*Task material*:
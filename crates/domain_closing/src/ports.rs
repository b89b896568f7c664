//! Period Closing Ports
//!
//! The closing job needs three collaborators, each behind a trait:
//!
//! - **`ClosingStore`**: vouchers, runs and their units. Every unit mutation is
//!   a single-row conditional write; batch claims are atomic per run.
//! - **`LedgerPort`**: chart of accounts, grouped ledger sums, and atomic
//!   posting of entry batches.
//! - **`JobQueue`**: hands a [`UnitTask`] to the worker pool.
//!
//! # Usage
//!
//! ```rust,ignore
//! use domain_closing::ports::{ClosingStore, LedgerPort};
//! use std::sync::Arc;
//!
//! let store: Arc<dyn ClosingStore> = Arc::new(PgClosingStore::new(pool.clone()));
//! let ledger: Arc<dyn LedgerPort> = Arc::new(PgLedger::new(pool));
//! ```

use async_trait::async_trait;
use serde::{Deserialize, Serialize};

use core_kernel::{ClosingPeriod, CurrencyCode, DomainPort, PortError, PostingBatchId, RunId, VoucherId};

use crate::account::ReportType;
use crate::aggregator::BalanceQuery;
use crate::balance::{BalanceRow, DimensionBalances};
use crate::events::UnitTask;
use crate::gl_entry::GlEntry;
use crate::run::{
    PeriodClosingVoucher, PreparedRun, ProcessingUnit, RunStatus, UnitKey, UnitStatus, VoucherRun,
};

/// Number of units of a run in each status
#[derive(Debug, Clone, Copy, Default, PartialEq, Eq, Serialize, Deserialize)]
pub struct UnitCounts {
    pub queued: u64,
    pub running: u64,
    pub paused: u64,
    pub completed: u64,
}

impl UnitCounts {
    pub fn total(&self) -> u64 {
        self.queued + self.running + self.paused + self.completed
    }

    /// True when every unit is `Completed`
    pub fn all_completed(&self) -> bool {
        self.completed == self.total()
    }

    /// Tallies a unit status
    pub fn record(&mut self, status: UnitStatus) {
        match status {
            UnitStatus::Queued => self.queued += 1,
            UnitStatus::Running => self.running += 1,
            UnitStatus::Paused => self.paused += 1,
            UnitStatus::Completed => self.completed += 1,
        }
    }
}

/// Storage for vouchers, runs and processing units
#[async_trait]
pub trait ClosingStore: DomainPort {
    /// Retrieves a period closing voucher
    async fn get_voucher(&self, id: VoucherId) -> Result<PeriodClosingVoucher, PortError>;

    /// Persists a new run with its units and opening-balance units
    async fn insert_run(&self, prepared: &PreparedRun) -> Result<(), PortError>;

    /// Retrieves a run
    async fn get_run(&self, id: RunId) -> Result<VoucherRun, PortError>;

    /// Sets the run status unconditionally
    async fn set_run_status(&self, id: RunId, status: RunStatus) -> Result<(), PortError>;

    /// Sets the run status only if it is currently one of `from`
    ///
    /// Returns true if the write happened.
    async fn transition_run(
        &self,
        id: RunId,
        from: &[RunStatus],
        to: RunStatus,
    ) -> Result<bool, PortError>;

    /// Stores the merged P&L summary on the run
    async fn store_summary(&self, id: RunId, summary: &DimensionBalances) -> Result<(), PortError>;

    /// Current status of a unit
    async fn unit_status(&self, key: &UnitKey) -> Result<UnitStatus, PortError>;

    /// Sets a unit's status only if it is currently `from`
    ///
    /// Returns true if the write happened.
    async fn transition_unit(
        &self,
        key: &UnitKey,
        from: UnitStatus,
        to: UnitStatus,
    ) -> Result<bool, PortError>;

    /// Stores a unit's partial result and marks it `Completed`, only if it is
    /// still `Running`
    ///
    /// Returns true if the write happened.
    async fn complete_unit(
        &self,
        key: &UnitKey,
        balances: &DimensionBalances,
    ) -> Result<bool, PortError>;

    /// Atomically moves up to `max_running - running` of the run's earliest
    /// `Queued` units to `Running`
    ///
    /// Nothing is claimed unless the run itself is `Running`. Returns the
    /// claimed keys in ascending date order.
    async fn claim_units(&self, run_id: RunId, max_running: usize) -> Result<Vec<UnitKey>, PortError>;

    /// Moves every unit of the run in status `from` to `to`
    ///
    /// Returns the number of units moved.
    async fn transition_all_units(
        &self,
        run_id: RunId,
        from: UnitStatus,
        to: UnitStatus,
    ) -> Result<u64, PortError>;

    /// Counts the run's units by status
    async fn unit_counts(&self, run_id: RunId) -> Result<UnitCounts, PortError>;

    /// All units of the run, in key order
    async fn list_units(&self, run_id: RunId) -> Result<Vec<ProcessingUnit>, PortError>;

    /// Opening-balance units recorded for the run
    async fn opening_units(&self, run_id: RunId) -> Result<Vec<ProcessingUnit>, PortError>;
}

/// Read and write access to the general ledger
#[async_trait]
pub trait LedgerPort: DomainPort {
    /// Names of the company's accounts of one report type
    async fn accounts(&self, company: &str, report_type: ReportType) -> Result<Vec<String>, PortError>;

    /// Sums non-cancelled entries matching the query, grouped by account and
    /// every dimension in the query
    async fn grouped_balances(&self, query: &BalanceQuery) -> Result<Vec<BalanceRow>, PortError>;

    /// Earliest and latest posting dates of the company, if it has entries
    async fn posting_date_range(&self, company: &str) -> Result<Option<ClosingPeriod>, PortError>;

    /// Currency an account is kept in
    async fn account_currency(&self, account: &str) -> Result<Option<CurrencyCode>, PortError>;

    /// Writes all entries in one transaction, or none of them
    async fn post_entries(&self, entries: Vec<GlEntry>) -> Result<PostingBatchId, PortError>;
}

/// Hands units to the worker pool
///
/// A task is only enqueued after its unit's `Running` write has succeeded, and
/// may be delivered more than once.
#[async_trait]
pub trait JobQueue: Send + Sync {
    async fn enqueue(&self, task: UnitTask) -> Result<(), PortError>;
}
//! In-memory adapters
//!
//! These implement the closing ports on top of `tokio::sync` primitives and
//! are used for unit tests, scenario tests and the API tests. Each store keeps
//! its whole state behind one lock, so conditional writes and batch claims are
//! atomic the same way a row lock makes them atomic in PostgreSQL.

use async_trait::async_trait;
use chrono::Utc;
use std::collections::{BTreeMap, HashMap};
use std::sync::Arc;
use tokio::sync::{Mutex, RwLock};

use core_kernel::{
    AdapterHealth, ClosingPeriod, CurrencyCode, DomainPort, HealthCheckResult, HealthCheckable,
    PortError, PostingBatchId, RunId, VoucherId,
};

use crate::account::{Account, ReportType};
use crate::aggregator::{group_entries, BalanceQuery};
use crate::balance::{BalanceRow, DimensionBalances};
use crate::events::UnitTask;
use crate::gl_entry::GlEntry;
use crate::ports::{ClosingStore, JobQueue, LedgerPort, UnitCounts};
use crate::run::{
    PeriodClosingVoucher, PreparedRun, ProcessingUnit, RunStatus, UnitKey, UnitStatus, VoucherRun,
};

fn healthy(adapter_id: &str) -> HealthCheckResult {
    HealthCheckResult {
        adapter_id: adapter_id.to_string(),
        status: AdapterHealth::Healthy,
        latency_ms: 0,
        message: Some("In-memory adapter always healthy".to_string()),
        checked_at: Utc::now(),
    }
}

#[derive(Debug, Default)]
struct StoreState {
    vouchers: HashMap<VoucherId, PeriodClosingVoucher>,
    runs: HashMap<RunId, VoucherRun>,
    units: BTreeMap<UnitKey, ProcessingUnit>,
    opening_units: HashMap<RunId, Vec<ProcessingUnit>>,
    peak_running: HashMap<RunId, u64>,
    failing_unit_reads: u32,
    failing_completions: u32,
}

impl StoreState {
    fn run_units(&self, run_id: RunId) -> impl Iterator<Item = &ProcessingUnit> {
        self.units.values().filter(move |u| u.run_id == run_id)
    }

    fn running_count(&self, run_id: RunId) -> u64 {
        self.run_units(run_id)
            .filter(|u| u.status == UnitStatus::Running)
            .count() as u64
    }

    fn run_mut(&mut self, id: RunId) -> Result<&mut VoucherRun, PortError> {
        self.runs
            .get_mut(&id)
            .ok_or_else(|| PortError::not_found("VoucherRun", id))
    }

    fn unit_mut(&mut self, key: &UnitKey) -> Result<&mut ProcessingUnit, PortError> {
        self.units
            .get_mut(key)
            .ok_or_else(|| PortError::not_found("ProcessingUnit", key))
    }
}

*Problem details*:
With the line holding "atomic per run." as the first and the line holding "async fn get_voucher(&self, id: VoucherId)" as the last, set down that range of the entries above exactly, and nothing else.

*Answer section*:
//!   a single-row conditional write; batch claims are atomic per run.
//! - **`LedgerPort`**: chart of accounts, grouped ledger sums, and atomic
//!   posting of entry batches.
//! - **`JobQueue`**: hands a [`UnitTask`] to the worker pool.
//!
//! # Usage
//!
//! ```rust,ignore
//! use domain_closing::ports::{ClosingStore, LedgerPort};
//! use std::sync::Arc;
//!
//! let store: Arc<dyn ClosingStore> = Arc::new(PgClosingStore::new(pool.clone()));
//! let ledger: Arc<dyn LedgerPort> = Arc::new(PgLedger::new(pool));
//! ```

use async_trait::async_trait;
use serde::{Deserialize, Serialize};

use core_kernel::{ClosingPeriod, CurrencyCode, DomainPort, PortError, PostingBatchId, RunId, VoucherId};

use crate::account::ReportType;
use crate::aggregator::BalanceQuery;
use crate::balance::{BalanceRow, DimensionBalances};
use crate::events::UnitTask;
use crate::gl_entry::GlEntry;
use crate::run::{
    PeriodClosingVoucher, PreparedRun, ProcessingUnit, RunStatus, UnitKey, UnitStatus, VoucherRun,
};

/// Number of units of a run in each status
#[derive(Debug, Clone, Copy, Default, PartialEq, Eq, Serialize, Deserialize)]
pub struct UnitCounts {
    pub queued: u64,
    pub running: u64,
    pub paused: u64,
    pub completed: u64,
}

impl UnitCounts {
    pub fn total(&self) -> u64 {
        self.queued + self.running + self.paused + self.completed
    }

    /// True when every unit is `Completed`
    pub fn all_completed(&self) -> bool {
        self.completed == self.total()
    }

    /// Tallies a unit status
    pub fn record(&mut self, status: UnitStatus) {
        match status {
            UnitStatus::Queued => self.queued += 1,
            UnitStatus::Running => self.running += 1,
            UnitStatus::Paused => self.paused += 1,
            UnitStatus::Completed => self.completed += 1,
        }
    }
}

/// Storage for vouchers, runs and processing units
#[async_trait]
pub trait ClosingStore: DomainPort {
    /// Retrieves a period closing voucher
    async fn get_voucher(&self, id: VoucherId) -> Result<PeriodClosingVoucher, PortError>;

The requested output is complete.